Anyone who works in the biotech industry knows all too well that even basic equipment can be prohibitively expensive. But what if companies could share equipment, and disperse those steep costs?

That question is the driving force behind Oakland Genomics Center, a Downtown Oakland-based shared workspace and incubator for biotech startups.

A Small Idea With a Big Impact

Organizationally, the center functions as an extension of founder Anitha Jayaprakash’s biotech startup, Girihlet, which develops DNA sequencing technologies to help diagnose and treat autoimmune diseases. After working in the biotech space for a number of years, Jayaprakash come up with idea for Oakland Genomics Center in 2015 when she noticed that one of the Girihlet’s biggest capital investments, its DNA sequencer, wasn’t being used a lot of the time.

“We had so much down time on our sequencer, it was like, ‘why can’t other startups just have access to my sequencer and still continue doing their work?’” says Jayaprakash.

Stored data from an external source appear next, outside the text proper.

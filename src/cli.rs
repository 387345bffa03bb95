//! The `fmsi` command-line interface (§6): one executable, one subcommand
//! per operation, dispatched through [`run`].

use std::path::PathBuf;

use clap::{Parser, Subcommand};

use crate::build::{build, BuildConfig};
use crate::error::{FmsiError, Result};
use crate::fasta::{read_records, read_single_record};
use crate::index::Index;
use crate::masked_superstring::MaskedSuperstring;
use crate::predicate::Predicate;
use crate::{compaction, io, set_algebra};

#[derive(Debug, Parser)]
#[command(name = "fmsi", about = "A succinct FM-index over masked superstrings of DNA k-mers", version)]
pub struct Cli {
    #[command(subcommand)]
    pub command: Command,
}

#[derive(Debug, Subcommand)]
pub enum Command {
    /// Build an index from a masked superstring and write its sibling files.
    Index {
        /// Masked-superstring input file (`-` for stdin).
        input: PathBuf,
        /// Base path for the sibling index files.
        #[arg(short = 'r', long = "output")]
        output: PathBuf,
        /// Override the k inferred from the mask's trailing zero run.
        #[arg(short = 'k')]
        k: Option<usize>,
        /// Omit the kLCP vector (disables streamed queries).
        #[arg(short = 'x')]
        no_klcp: bool,
    },
    /// Per-k-mer membership over input sequences.
    Query {
        /// Base path of the index to query.
        index: PathBuf,
        /// Sequence input (default stdin).
        #[arg(short = 'q', long = "query", default_value = "-")]
        query: PathBuf,
        /// Sanity-check k against the stored index.
        #[arg(short = 'k')]
        k: Option<usize>,
        /// Require streamed queries to use the loaded kLCP.
        #[arg(short = 'S')]
        require_klcp: bool,
        /// The caller asserts the loaded mask maximizes the number of ones.
        #[arg(short = 'O')]
        maximized_ones: bool,
        /// Demasking predicate: `or`, `all`/`and`, `xor`, or `R-S`.
        #[arg(short = 'f', default_value = "or")]
        predicate: Predicate,
        /// Flush output after every record.
        #[arg(short = 'F')]
        flush: bool,
    },
    /// Like `query`, but emits k-mer identifiers instead of 0/1 verdicts.
    Lookup {
        index: PathBuf,
        #[arg(short = 'q', long = "query", default_value = "-")]
        query: PathBuf,
        #[arg(short = 'k')]
        k: Option<usize>,
        /// Use minimal identifiers (requires a minimized mask); non-minimal otherwise.
        #[arg(short = 'm', long = "minimal")]
        minimal: bool,
        #[arg(short = 'F')]
        flush: bool,
    },
    /// Print the indexed masked superstring.
    Export { index: PathBuf },
    /// Rebuild the index after applying a demasking predicate.
    Compact {
        index: PathBuf,
        #[arg(short = 'r', long = "output")]
        output: PathBuf,
        #[arg(short = 'f', default_value = "or")]
        predicate: Predicate,
    },
    /// Concatenates several indices' masked superstrings without recompaction.
    Merge {
        #[arg(short = 'p', long = "input", required = true, num_args = 1..)]
        inputs: Vec<PathBuf>,
        #[arg(short = 'r', long = "output")]
        output: PathBuf,
    },
    /// Union of several indices' represented k-mer sets.
    Union {
        #[arg(short = 'p', long = "input", required = true, num_args = 1..)]
        inputs: Vec<PathBuf>,
        #[arg(short = 'r', long = "output")]
        output: PathBuf,
    },
    /// Intersection of several indices' represented k-mer sets.
    Inter {
        #[arg(short = 'p', long = "input", required = true, num_args = 1..)]
        inputs: Vec<PathBuf>,
        #[arg(short = 'r', long = "output")]
        output: PathBuf,
    },
    /// Set difference of exactly two indices' represented k-mer sets.
    Diff {
        #[arg(short = 'p', long = "input", required = true, num_args = 2)]
        inputs: Vec<PathBuf>,
        #[arg(short = 'r', long = "output")]
        output: PathBuf,
    },
    /// Symmetric difference of several indices' represented k-mer sets.
    Symdiff {
        #[arg(short = 'p', long = "input", required = true, num_args = 1..)]
        inputs: Vec<PathBuf>,
        #[arg(short = 'r', long = "output")]
        output: PathBuf,
    },
    /// Remove an index's sibling files.
    Clean { index: PathBuf },
}

pub fn run(cli: Cli) -> Result<()> {
    match cli.command {
        Command::Index { input, output, k, no_klcp } => run_index(input, output, k, no_klcp),
        Command::Query {
            index,
            query,
            k,
            require_klcp,
            maximized_ones,
            predicate,
            flush,
        } => run_query(index, query, k, require_klcp, maximized_ones, predicate, flush),
        Command::Lookup {
            index,
            query,
            k,
            minimal,
            flush,
        } => run_lookup(index, query, k, minimal, flush),
        Command::Export { index } => run_export(index),
        Command::Compact { index, output, predicate } => run_compact(index, output, predicate),
        Command::Merge { inputs, output } => run_set_op(inputs, output, set_algebra::merge),
        Command::Union { inputs, output } => run_set_op(inputs, output, set_algebra::union),
        Command::Inter { inputs, output } => run_set_op(inputs, output, set_algebra::intersection),
        Command::Diff { inputs, output } => run_set_op(inputs, output, |operands| {
            set_algebra::difference(operands[0], operands[1])
        }),
        Command::Symdiff { inputs, output } => {
            run_set_op(inputs, output, set_algebra::symmetric_difference)
        }
        Command::Clean { index } => run_clean(index),
    }
}

fn run_index(input: PathBuf, output: PathBuf, k: Option<usize>, no_klcp: bool) -> Result<()> {
    let record = read_single_record(&input)?;
    let ms = MaskedSuperstring::parse(&record.sequence, k)?;
    log::info!("building index over {} bases (k={})", ms.len(), ms.k());
    let index = build(&ms, BuildConfig { build_klcp: !no_klcp })?;
    io::save(&index, &output)?;
    log::info!("wrote index sibling files to {}", output.display());
    Ok(())
}

fn load_and_check_k(index_path: &PathBuf, requested_k: Option<usize>) -> Result<Index> {
    let index = io::load(index_path)?;
    if let Some(requested) = requested_k {
        if requested != index.k() {
            return Err(FmsiError::KMismatch {
                stored: index.k(),
                requested,
            });
        }
    }
    Ok(index)
}

fn run_query(
    index_path: PathBuf,
    query_path: PathBuf,
    k: Option<usize>,
    require_klcp: bool,
    maximized_ones: bool,
    predicate: Predicate,
    flush: bool,
) -> Result<()> {
    let index = load_and_check_k(&index_path, k)?;
    if require_klcp && index.klcp().is_none() {
        return Err(FmsiError::StreamingRequiresKlcp);
    }
    if maximized_ones && predicate != Predicate::Or {
        log::warn!("-O is ignored together with -f; falling back to range scanning");
    }

    use std::io::Write;
    let stdout = std::io::stdout();
    let mut out = stdout.lock();

    for record in read_records(&query_path)? {
        let verdicts = index.query_sequence(&record.sequence, predicate)?;
        let rendered: String = verdicts
            .iter()
            .map(|&v| if v == 1 { '1' } else { '0' })
            .collect();
        writeln!(out, "{}\t{}", record.id, rendered).ok();
        if flush {
            out.flush().ok();
        }
    }
    Ok(())
}

fn run_lookup(
    index_path: PathBuf,
    query_path: PathBuf,
    k: Option<usize>,
    minimal: bool,
    flush: bool,
) -> Result<()> {
    let index = load_and_check_k(&index_path, k)?;

    use std::io::Write;
    let stdout = std::io::stdout();
    let mut out = stdout.lock();

    for record in read_records(&query_path)? {
        let identifiers = index.lookup_sequence(&record.sequence, minimal)?;
        let rendered = identifiers
            .iter()
            .map(|h| h.to_string())
            .collect::<Vec<_>>()
            .join(",");
        writeln!(out, "{}\t{}", record.id, rendered).ok();
        if flush {
            out.flush().ok();
        }
    }
    Ok(())
}

fn run_export(index_path: PathBuf) -> Result<()> {
    let index = io::load(&index_path)?;
    let ms = index.export();
    println!(">{}", index_path.display());
    println!("{}", String::from_utf8_lossy(&ms.to_mask_cased_bytes()));
    Ok(())
}

fn run_compact(index_path: PathBuf, output: PathBuf, predicate: Predicate) -> Result<()> {
    let index = io::load(&index_path)?;
    let exported = index.export();
    let compacted = compaction::compact(&exported, predicate);
    let rebuilt = build(&compacted, BuildConfig { build_klcp: index.klcp().is_some() })?;
    io::save(&rebuilt, &output)
}

fn run_set_op(
    inputs: Vec<PathBuf>,
    output: PathBuf,
    op: impl Fn(&[&MaskedSuperstring]) -> Result<MaskedSuperstring>,
) -> Result<()> {
    let indices: Vec<Index> = inputs.iter().map(|p| io::load(p)).collect::<Result<_>>()?;
    let exported: Vec<MaskedSuperstring> = indices.iter().map(Index::export).collect();
    let refs: Vec<&MaskedSuperstring> = exported.iter().collect();

    let result = op(&refs)?;
    let build_klcp = indices.iter().all(|idx| idx.klcp().is_some());
    let rebuilt = build(&result, BuildConfig { build_klcp })?;
    io::save(&rebuilt, &output)
}

fn run_clean(index_path: PathBuf) -> Result<()> {
    for suffix in ["ac_gt", "ac", "gt", "mask", "klcp", "misc"] {
        let mut name = index_path.as_os_str().to_owned();
        name.push(".fmsi.");
        name.push(suffix);
        let _ = std::fs::remove_file(PathBuf::from(name));
    }
    Ok(())
}

/// Maps an error to the process exit code from §7's policy: 1 for
/// malformed input or an unrecognized predicate, 2 for index corruption,
/// 1 for every other (parameter-mismatch) hard error.
pub fn exit_code_for(error: &FmsiError) -> i32 {
    match error {
        FmsiError::IndexCorruption { .. } => 2,
        _ => 1,
    }
}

The premise of Oakland Genomics Center was simple: in addition to sharing open lab space and basic wetware, member companies bring in specialized equipment that they agree to share with other members. Five years later, members have access to a multitude of biotech equipment, including second- and third-generation sequencers, analytic instruments for measuring nucleic acids, containment facilities for work with biological samples, and advanced robotics technologies.

“Together, we have all the resources we need, from instrumentation … [to] talent … [to] expertise,” says Jayaprakash.

Not Just Sharing Resources but Building a Community of Innovators

In addition to getting access to the equipment they need, Jayaprakash says that the capacity for sharing talent is what allows member companies to innovate at such a fast piece. “Biotech startups have to think very broadly, so having varied expertise in the same building helps us move much, much faster and helps us be innovative, because you’re literally bringing a group of innovators together in one building.”

Since 2015, Oakland Genomics Center has enabled more than 15 biotech startups to make Oakland their home. And those companies have created more than 60 skilled biotech jobs for the East Bay.

Startups that have outgrown the center haven’t gone far either, renting space in nearby office building. Oakland Genomics Center thus functions as a nucleus around which a major biotech industry could be built. “Each startup contributes to a community that will help each other grow,” Jayaprakash says.